[Stored data]
■ ■ ■ ■
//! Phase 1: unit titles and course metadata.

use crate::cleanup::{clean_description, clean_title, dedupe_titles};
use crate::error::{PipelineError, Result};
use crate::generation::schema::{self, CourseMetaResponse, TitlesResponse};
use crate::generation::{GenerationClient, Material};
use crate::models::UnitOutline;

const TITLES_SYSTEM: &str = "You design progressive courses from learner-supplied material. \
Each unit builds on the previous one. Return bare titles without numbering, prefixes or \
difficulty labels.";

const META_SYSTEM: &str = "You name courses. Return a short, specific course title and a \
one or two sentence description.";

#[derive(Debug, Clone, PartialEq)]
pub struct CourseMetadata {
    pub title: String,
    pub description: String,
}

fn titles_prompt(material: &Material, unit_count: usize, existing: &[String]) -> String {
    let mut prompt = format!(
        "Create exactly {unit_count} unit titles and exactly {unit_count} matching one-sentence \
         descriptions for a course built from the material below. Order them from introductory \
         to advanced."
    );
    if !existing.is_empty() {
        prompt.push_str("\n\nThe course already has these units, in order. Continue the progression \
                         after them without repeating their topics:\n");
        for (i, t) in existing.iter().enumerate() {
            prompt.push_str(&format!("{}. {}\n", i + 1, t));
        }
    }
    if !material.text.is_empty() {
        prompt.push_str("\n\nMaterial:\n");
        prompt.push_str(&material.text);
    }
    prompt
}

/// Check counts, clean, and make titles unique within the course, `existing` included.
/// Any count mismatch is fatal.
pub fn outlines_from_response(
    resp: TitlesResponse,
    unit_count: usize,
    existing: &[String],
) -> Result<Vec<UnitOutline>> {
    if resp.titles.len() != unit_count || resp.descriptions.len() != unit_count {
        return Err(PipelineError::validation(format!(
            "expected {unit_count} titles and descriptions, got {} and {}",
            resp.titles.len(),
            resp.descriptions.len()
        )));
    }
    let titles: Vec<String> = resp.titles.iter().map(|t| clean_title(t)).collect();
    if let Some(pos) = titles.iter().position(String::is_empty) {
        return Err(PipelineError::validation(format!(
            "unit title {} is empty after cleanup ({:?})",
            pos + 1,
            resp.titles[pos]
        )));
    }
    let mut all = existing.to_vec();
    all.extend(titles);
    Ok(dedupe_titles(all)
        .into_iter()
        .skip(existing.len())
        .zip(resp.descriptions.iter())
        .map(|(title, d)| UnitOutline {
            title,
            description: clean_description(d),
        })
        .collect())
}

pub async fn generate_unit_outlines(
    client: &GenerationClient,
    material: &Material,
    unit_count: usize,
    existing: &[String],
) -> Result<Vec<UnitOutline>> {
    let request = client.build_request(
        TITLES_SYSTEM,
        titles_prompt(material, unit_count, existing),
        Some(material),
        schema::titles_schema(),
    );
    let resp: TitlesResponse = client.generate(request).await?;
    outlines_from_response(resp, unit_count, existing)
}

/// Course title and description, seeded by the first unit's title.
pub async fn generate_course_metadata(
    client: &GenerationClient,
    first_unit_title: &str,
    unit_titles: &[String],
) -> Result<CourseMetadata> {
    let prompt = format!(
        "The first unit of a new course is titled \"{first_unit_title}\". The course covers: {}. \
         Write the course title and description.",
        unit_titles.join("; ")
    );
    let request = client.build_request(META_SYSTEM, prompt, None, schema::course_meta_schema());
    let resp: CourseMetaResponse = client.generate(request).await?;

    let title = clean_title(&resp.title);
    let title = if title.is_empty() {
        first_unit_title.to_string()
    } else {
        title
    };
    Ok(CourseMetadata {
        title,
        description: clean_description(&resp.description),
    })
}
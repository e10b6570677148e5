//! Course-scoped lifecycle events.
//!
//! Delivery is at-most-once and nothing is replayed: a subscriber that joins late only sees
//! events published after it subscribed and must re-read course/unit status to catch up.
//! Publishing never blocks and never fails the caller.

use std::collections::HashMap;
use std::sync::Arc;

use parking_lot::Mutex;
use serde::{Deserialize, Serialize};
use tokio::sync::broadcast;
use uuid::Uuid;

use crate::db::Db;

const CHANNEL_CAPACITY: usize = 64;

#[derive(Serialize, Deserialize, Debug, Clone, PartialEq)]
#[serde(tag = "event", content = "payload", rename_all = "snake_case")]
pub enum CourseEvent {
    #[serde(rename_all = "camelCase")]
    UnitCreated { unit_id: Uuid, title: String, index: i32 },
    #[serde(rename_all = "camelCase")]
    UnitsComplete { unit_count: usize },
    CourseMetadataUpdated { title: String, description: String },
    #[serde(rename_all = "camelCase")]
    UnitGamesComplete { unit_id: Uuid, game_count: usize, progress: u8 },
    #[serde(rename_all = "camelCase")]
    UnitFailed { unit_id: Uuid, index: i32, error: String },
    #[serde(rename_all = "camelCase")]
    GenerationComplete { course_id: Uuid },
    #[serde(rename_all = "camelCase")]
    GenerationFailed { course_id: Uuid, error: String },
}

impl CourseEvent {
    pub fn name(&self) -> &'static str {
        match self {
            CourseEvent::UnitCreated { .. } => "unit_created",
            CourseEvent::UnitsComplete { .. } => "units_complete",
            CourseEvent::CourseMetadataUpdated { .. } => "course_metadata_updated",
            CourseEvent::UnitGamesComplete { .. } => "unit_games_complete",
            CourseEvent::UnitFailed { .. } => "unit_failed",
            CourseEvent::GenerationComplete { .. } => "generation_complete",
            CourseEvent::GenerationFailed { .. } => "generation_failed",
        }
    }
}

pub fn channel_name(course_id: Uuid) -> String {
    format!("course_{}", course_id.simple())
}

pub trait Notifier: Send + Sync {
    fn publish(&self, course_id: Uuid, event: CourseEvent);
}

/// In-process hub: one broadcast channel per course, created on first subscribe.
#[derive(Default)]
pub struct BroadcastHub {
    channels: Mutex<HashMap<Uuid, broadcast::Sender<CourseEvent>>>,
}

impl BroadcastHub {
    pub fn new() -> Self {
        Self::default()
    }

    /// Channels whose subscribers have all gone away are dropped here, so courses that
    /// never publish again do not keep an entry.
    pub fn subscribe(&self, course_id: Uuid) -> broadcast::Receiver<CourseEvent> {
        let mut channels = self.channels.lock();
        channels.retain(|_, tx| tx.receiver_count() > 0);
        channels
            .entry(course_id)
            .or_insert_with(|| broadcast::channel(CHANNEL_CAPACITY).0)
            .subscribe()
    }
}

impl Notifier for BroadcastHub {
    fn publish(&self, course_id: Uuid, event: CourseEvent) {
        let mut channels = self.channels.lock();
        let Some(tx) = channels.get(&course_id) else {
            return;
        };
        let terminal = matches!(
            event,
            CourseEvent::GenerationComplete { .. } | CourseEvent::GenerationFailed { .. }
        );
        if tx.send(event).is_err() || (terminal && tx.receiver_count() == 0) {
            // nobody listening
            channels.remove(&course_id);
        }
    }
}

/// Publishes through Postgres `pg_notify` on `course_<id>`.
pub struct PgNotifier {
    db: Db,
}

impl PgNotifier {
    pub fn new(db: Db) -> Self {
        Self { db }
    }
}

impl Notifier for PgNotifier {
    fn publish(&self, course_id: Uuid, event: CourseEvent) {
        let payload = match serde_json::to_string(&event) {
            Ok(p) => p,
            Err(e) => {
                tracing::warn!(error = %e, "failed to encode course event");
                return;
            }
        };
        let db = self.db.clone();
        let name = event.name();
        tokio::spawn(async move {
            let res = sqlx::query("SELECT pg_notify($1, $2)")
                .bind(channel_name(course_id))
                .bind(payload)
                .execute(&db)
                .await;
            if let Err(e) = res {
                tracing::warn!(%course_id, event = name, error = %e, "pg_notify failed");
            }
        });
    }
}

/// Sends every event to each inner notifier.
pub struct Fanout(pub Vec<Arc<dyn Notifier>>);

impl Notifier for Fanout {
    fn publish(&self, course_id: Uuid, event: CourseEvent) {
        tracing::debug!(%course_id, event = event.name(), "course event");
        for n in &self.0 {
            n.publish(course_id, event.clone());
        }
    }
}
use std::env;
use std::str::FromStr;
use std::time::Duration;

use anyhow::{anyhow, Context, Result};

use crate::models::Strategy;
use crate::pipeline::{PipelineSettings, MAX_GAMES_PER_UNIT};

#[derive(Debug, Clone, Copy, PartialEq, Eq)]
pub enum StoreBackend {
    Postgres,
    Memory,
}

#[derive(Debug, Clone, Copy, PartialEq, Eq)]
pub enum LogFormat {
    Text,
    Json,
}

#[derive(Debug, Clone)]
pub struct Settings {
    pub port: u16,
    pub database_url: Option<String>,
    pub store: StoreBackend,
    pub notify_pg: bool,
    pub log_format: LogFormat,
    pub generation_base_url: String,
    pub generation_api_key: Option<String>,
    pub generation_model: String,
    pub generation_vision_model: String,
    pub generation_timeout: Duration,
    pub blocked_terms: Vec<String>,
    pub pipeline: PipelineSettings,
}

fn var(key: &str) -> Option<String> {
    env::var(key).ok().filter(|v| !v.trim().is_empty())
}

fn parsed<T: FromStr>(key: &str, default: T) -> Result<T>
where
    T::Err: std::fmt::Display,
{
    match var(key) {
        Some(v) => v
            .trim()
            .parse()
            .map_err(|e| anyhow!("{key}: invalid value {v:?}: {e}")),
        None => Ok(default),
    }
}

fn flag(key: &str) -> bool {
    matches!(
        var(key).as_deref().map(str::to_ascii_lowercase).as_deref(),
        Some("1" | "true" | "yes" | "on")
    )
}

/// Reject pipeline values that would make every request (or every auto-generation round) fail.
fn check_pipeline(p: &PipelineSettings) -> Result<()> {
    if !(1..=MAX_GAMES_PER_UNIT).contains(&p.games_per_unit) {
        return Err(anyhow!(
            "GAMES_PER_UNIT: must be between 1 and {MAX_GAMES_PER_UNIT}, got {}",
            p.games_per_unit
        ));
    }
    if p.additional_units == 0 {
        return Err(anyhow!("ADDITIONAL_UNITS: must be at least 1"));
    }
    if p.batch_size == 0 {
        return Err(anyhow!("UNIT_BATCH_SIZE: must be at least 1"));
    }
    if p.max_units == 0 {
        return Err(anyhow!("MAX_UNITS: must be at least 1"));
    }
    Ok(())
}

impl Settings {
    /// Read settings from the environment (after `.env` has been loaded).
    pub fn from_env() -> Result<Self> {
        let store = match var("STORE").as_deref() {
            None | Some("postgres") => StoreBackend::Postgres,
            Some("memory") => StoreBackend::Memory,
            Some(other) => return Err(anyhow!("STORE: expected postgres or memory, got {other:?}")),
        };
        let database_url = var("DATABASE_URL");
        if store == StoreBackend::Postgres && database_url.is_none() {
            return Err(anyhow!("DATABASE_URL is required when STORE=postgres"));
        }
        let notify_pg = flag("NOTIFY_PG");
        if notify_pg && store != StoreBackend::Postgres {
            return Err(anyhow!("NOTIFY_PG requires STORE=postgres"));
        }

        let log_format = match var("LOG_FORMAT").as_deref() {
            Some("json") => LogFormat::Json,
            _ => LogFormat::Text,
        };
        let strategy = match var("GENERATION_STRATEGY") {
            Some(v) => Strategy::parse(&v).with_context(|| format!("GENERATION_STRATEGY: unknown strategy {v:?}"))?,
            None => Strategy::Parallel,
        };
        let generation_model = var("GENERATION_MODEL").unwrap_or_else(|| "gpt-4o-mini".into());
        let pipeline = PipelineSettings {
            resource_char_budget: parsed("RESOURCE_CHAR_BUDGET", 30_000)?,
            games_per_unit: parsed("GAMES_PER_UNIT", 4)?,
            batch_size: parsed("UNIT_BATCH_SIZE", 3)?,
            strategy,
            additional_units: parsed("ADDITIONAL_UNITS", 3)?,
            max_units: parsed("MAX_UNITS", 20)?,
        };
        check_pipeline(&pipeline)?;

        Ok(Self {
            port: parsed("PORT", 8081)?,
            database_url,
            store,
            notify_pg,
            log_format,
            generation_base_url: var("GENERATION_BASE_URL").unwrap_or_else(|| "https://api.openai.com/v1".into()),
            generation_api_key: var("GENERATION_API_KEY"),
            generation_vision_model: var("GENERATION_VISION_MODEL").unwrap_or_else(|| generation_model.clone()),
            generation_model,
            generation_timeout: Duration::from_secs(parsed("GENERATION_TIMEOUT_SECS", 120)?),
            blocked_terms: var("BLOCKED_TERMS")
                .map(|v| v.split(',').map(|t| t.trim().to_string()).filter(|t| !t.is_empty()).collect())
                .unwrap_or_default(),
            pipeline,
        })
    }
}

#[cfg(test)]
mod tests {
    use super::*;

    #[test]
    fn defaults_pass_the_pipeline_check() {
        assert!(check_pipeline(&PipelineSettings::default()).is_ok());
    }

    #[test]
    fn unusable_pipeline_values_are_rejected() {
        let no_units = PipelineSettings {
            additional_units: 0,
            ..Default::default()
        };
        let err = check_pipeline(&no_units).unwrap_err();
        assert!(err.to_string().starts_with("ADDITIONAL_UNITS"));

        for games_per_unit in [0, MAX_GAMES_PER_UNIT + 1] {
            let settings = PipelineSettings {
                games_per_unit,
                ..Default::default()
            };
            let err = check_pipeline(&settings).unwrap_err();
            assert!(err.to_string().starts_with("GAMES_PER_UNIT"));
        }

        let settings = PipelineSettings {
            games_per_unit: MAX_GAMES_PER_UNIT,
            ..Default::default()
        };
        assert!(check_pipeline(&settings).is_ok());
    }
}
■ ■ ■ ■
# [Task]
Return only the lines between the one holding "pub struct CourseMetadata" and the one holding "let mut prompt", inclusive, exactly as they appear above.

# [Task solution]
pub struct CourseMetadata {
    pub title: String,
    pub description: String,
}

fn titles_prompt(material: &Material, unit_count: usize, existing: &[String]) -> String {
    let mut prompt = format!(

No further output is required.